As the above quotation suggests, Gott began by thinking that this was an obscure and little-known part of the world. But his years of travel and research opened his eyes to the vast army of conquerors, explorers, missionaries, administrators and adventurers who preceded him across the watershed between the Plata and Amazon river systems, between the trade routes of the Atlantic and the silver mines of Upper Peru. The generations of travellers left vast libraries of material behind them - diaries, letters, reports, accounts - but, as Gott points out, most of this stuff has simply been forgotten. To this day nobody has written a coherent history of the region; scholars from Prescott onwards have focused on the lands of the Aztecs and Incas. This is an oversight. For centuries the continental watershed was a frontier battleground between the Spanish and Portugese empires, and between populous Indian nations and waves of European incomers, among them engineers and visionaries interested in opening up the wild heart of the new continent.

These schemes were 'utopian' partly in the sense that they came to nothing. Worse than that: Gott argues that the watershed territories are now more backward than they were at the time of the conquest, 500 years ago. This book's leitmotiv is that the Europeans brought little but death and degradation to a region that was prosperous and densely populated before the arrival of the conquerors.

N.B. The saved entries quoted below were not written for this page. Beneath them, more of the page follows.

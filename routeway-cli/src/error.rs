//! Error types for the routeway CLI.

use routeway_client::RouteError;
use routeway_config::ConfigError;
use std::fmt;

/// Result type for CLI operations.
pub type CliResult<T> = Result<T, CliError>;

/// CLI error types.
#[derive(Debug)]
pub enum CliError {
    /// Configuration could not be loaded or is invalid
    Config(ConfigError),

    /// Route table or resolution error
    Route(RouteError),

    /// Invalid argument
    InvalidArgument(String),

    /// A dispatched call did not succeed
    Failed(String),

    /// Some probed endpoints are not connected
    Unreachable { failed: usize, total: usize },

    /// The probe run was interrupted before every endpoint was checked
    Cancelled { completed: usize, total: usize },
}

impl CliError {
    /// Process exit code.
    pub fn exit_code(&self) -> i32 {
        match self {
            CliError::Config(_) | CliError::InvalidArgument(_) => 2,
            CliError::Route(e) if e.is_configuration() => 2,
            CliError::Cancelled { .. } => 130,
            _ => 1,
        }
    }
}

impl fmt::Display for CliError {
    fn fmt(&self, f: &mut fmt::Formatter<'_>) -> fmt::Result {
        match self {
            CliError::Config(e) => write!(f, "Configuration error: {}", e),
            CliError::Route(e) => write!(f, "{}", e),
            CliError::InvalidArgument(msg) => write!(f, "Invalid argument: {}", msg),
            CliError::Failed(msg) => write!(f, "Request failed: {}", msg),
            CliError::Unreachable { failed, total } => {
                write!(f, "{} of {} endpoints are not connected", failed, total)
            }
            CliError::Cancelled { completed, total } => {
                write!(f, "Probe cancelled after {} of {} endpoints", completed, total)
            }
        }
    }
}

impl std::error::Error for CliError {}

impl From<ConfigError> for CliError {
    fn from(e: ConfigError) -> Self {
        CliError::Config(e)
    }
}

impl From<RouteError> for CliError {
    fn from(e: RouteError) -> Self {
        CliError::Route(e)
    }
}

impl From<serde_json::Error> for CliError {
    fn from(e: serde_json::Error) -> Self {
        CliError::InvalidArgument(e.to_string())
    }
}
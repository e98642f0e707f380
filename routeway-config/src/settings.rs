// Route file and client settings

use crate::{ConfigError, Result};
use routeway_client::{
    ClientConfig, DEFAULT_SESSION_KEY, FallbackPolicy, LogicalRoute, NamedEndpoint, RouteTable,
    Verb,
};
use serde::{Deserialize, Serialize};
use std::collections::{BTreeMap, HashMap};
use std::path::PathBuf;
use std::time::Duration;

/// Client settings as written in a configuration file.
#[derive(Debug, Clone, PartialEq, Serialize, Deserialize)]
#[serde(default)]
pub struct ClientSettings {
    pub base_url: Option<String>,
    pub timeout_secs: u64,
    pub connect_timeout_secs: u64,
    pub probe_delay_ms: u64,
    pub session_key: String,
    /// Where the session token is persisted. Unset means in-memory only.
    pub session_file: Option<PathBuf>,
    /// `"VERB /path"` of the route dispatched by login.
    pub login_route: String,
    pub user_agent: Option<String>,
    pub default_headers: BTreeMap<String, String>,
}

impl Default for ClientSettings {
    fn default() -> Self {
        Self {
            base_url: None,
            timeout_secs: 15,
            connect_timeout_secs: 10,
            probe_delay_ms: 300,
            session_key: DEFAULT_SESSION_KEY.to_string(),
            session_file: None,
            login_route: "POST /auth/login".to_string(),
            user_agent: None,
            default_headers: BTreeMap::new(),
        }
    }
}

impl ClientSettings {
    /// Apply flat `key = value` overrides, as produced by [`EnvLoader::load`]
    /// or a `.env` file. Keys are lowercase without prefix; unknown keys are
    /// ignored.
    ///
    /// [`EnvLoader::load`]: crate::EnvLoader::load
    pub fn apply_vars(&mut self, vars: &HashMap<String, String>) -> Result<()> {
        for (key, value) in vars {
            match key.as_str() {
                "base_url" => self.base_url = Some(value.clone()),
                "timeout_secs" => self.timeout_secs = parse_number(key, value)?,
                "connect_timeout_secs" => self.connect_timeout_secs = parse_number(key, value)?,
                "probe_delay_ms" => self.probe_delay_ms = parse_number(key, value)?,
                "session_key" => self.session_key = value.clone(),
                "session_file" => self.session_file = Some(PathBuf::from(value)),
                "login_route" => self.login_route = value.clone(),
                "user_agent" => self.user_agent = Some(value.clone()),
                _ => {}
            }
        }
        Ok(())
    }

    /// Convert into a client configuration.
    pub fn to_client_config(&self) -> Result<ClientConfig> {
        if self.session_key.is_empty() {
            return Err(ConfigError::invalid("session_key", "", "must not be empty"));
        }

        let login_route: LogicalRoute = self.login_route.parse()?;

        let mut builder = ClientConfig::builder()
            .timeout(Duration::from_secs(self.timeout_secs))
            .connect_timeout(Duration::from_secs(self.connect_timeout_secs))
            .probe_delay(Duration::from_millis(self.probe_delay_ms))
            .session_key(&self.session_key)
            .login_route(login_route);

        if let Some(ref base_url) = self.base_url {
            builder = builder.base_url(base_url);
        }
        if let Some(ref user_agent) = self.user_agent {
            builder = builder.user_agent(user_agent);
        }
        for (name, value) in &self.default_headers {
            builder = builder.default_header(name, value);
        }

        Ok(builder.build())
    }
}

fn parse_number(key: &str, value: &str) -> Result<u64> {
    value
        .trim()
        .parse()
        .map_err(|e| ConfigError::invalid(key, value, e))
}

/// One `[[routes]]` entry.
#[derive(Debug, Clone, PartialEq, Serialize, Deserialize)]
pub struct RouteSpec {
    /// HTTP verb, case-insensitive.
    pub method: String,
    /// Logical path pattern, e.g. `/agents/:id`.
    pub path: String,
    /// Candidate endpoints in fallback order.
    pub endpoints: Vec<String>,
    #[serde(default)]
    pub policy: FallbackPolicy,
}

/// A complete route configuration file.
///
/// ```toml
/// [settings]
/// base_url = "https://app.example.com"
///
/// [[routes]]
/// method = "GET"
/// path = "/financial/summary"
/// endpoints = ["/financial/summary", "/finance", "/revenue"]
///
/// [[probe]]
/// name = "health"
/// url = "https://fn.example.com/simpleHealth"
/// ```
#[derive(Debug, Clone, Default, PartialEq, Serialize, Deserialize)]
pub struct RouteFile {
    #[serde(default)]
    pub settings: ClientSettings,
    #[serde(default)]
    pub routes: Vec<RouteSpec>,
    /// Explicit probe list. When empty, the table's placeholder-free
    /// endpoints are probed.
    #[serde(default)]
    pub probe: Vec<NamedEndpoint>,
}

impl RouteFile {
    /// Build the route table.
    pub fn route_table(&self) -> Result<RouteTable> {
        let mut builder = RouteTable::builder();
        for route in &self.routes {
            let method: Verb = route.method.parse()?;
            builder = builder.route_with_policy(
                method,
                route.path.as_str(),
                route.endpoints.iter().map(String::as_str),
                route.policy,
            );
        }
        Ok(builder.build()?)
    }

    /// Split into the pieces a route client is built from.
    pub fn into_parts(self) -> Result<(ClientConfig, RouteTable, Vec<NamedEndpoint>)> {
        let config = self.settings.to_client_config()?;
        let table = self.route_table()?;
        let probe = if self.probe.is_empty() {
            table.endpoints()
        } else {
            self.probe
        };
        Ok((config, table, probe))
    }
}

The most abundant source material of all is provided by the Jesuits, who are among the few whites to emerge with any credit from this account. Not that Gott's attitude towards the stream of priests who devoted their lives to these remote outposts of empire is free of ambivalence:

as befits someone who once stood as an anti-Vietnam War candidate in a Hull by- election, Gott describes the Jesuit missions as 'strategic hamlets' which by 'brainwashing' the Indians played a crucial role in the imperial strategies of Spain and Portugal. But the idealistic fathers also saw it as their duty to preserve the lives, cultures and languages of the Indians sheltered in the Jesuit 'reductions' from the depredations of settlers from Spain and slavers from Sao Paulo, who regarded the Indians as cheap labour. The Jesuits were expelled from the Spanish empire in 1767; their experiment in 'utopian socialism' was ended by the stroke of a monarch's pen in Madrid.

But the real villains of the piece, as far as Gott is concerned, are the national governments of the three countries that replaced the imperial powers in the course of the 19th century, and which set about the systematic destruction of the Indian cultures in the name of national integration and development. Even so, it was many years before the resistance of many tribes was broken. As on the plains of north America and the pampas of Argentina to the south, it was the repeater rifle that finally finished them off; the indomitable Chiriguanos, the Sioux of South America, were not defeated until 1892.

Gott has done a real service in rescuing much valuable material from oblivion and in pointing the way for further research. But his book, as is often the way with

heroic enterprises, has some defects. His publishers have done him no favours

by promoting this volume as a 'trend- breaking anti-travel book'. The truth is that Gott is not much of a travel writer, and the account of his journeys is little more than a perfunctory transcription of his notebooks.

Partly as a consequence, the book as a whole is a little less than the sum of its parts. Gott optimistically describes its unusual structure as a canvas, which the artist fills with blobs of colour here and broad sweeps of narrative there. But the effect is more like a patchwork: the vivid interspersed with the rather dull.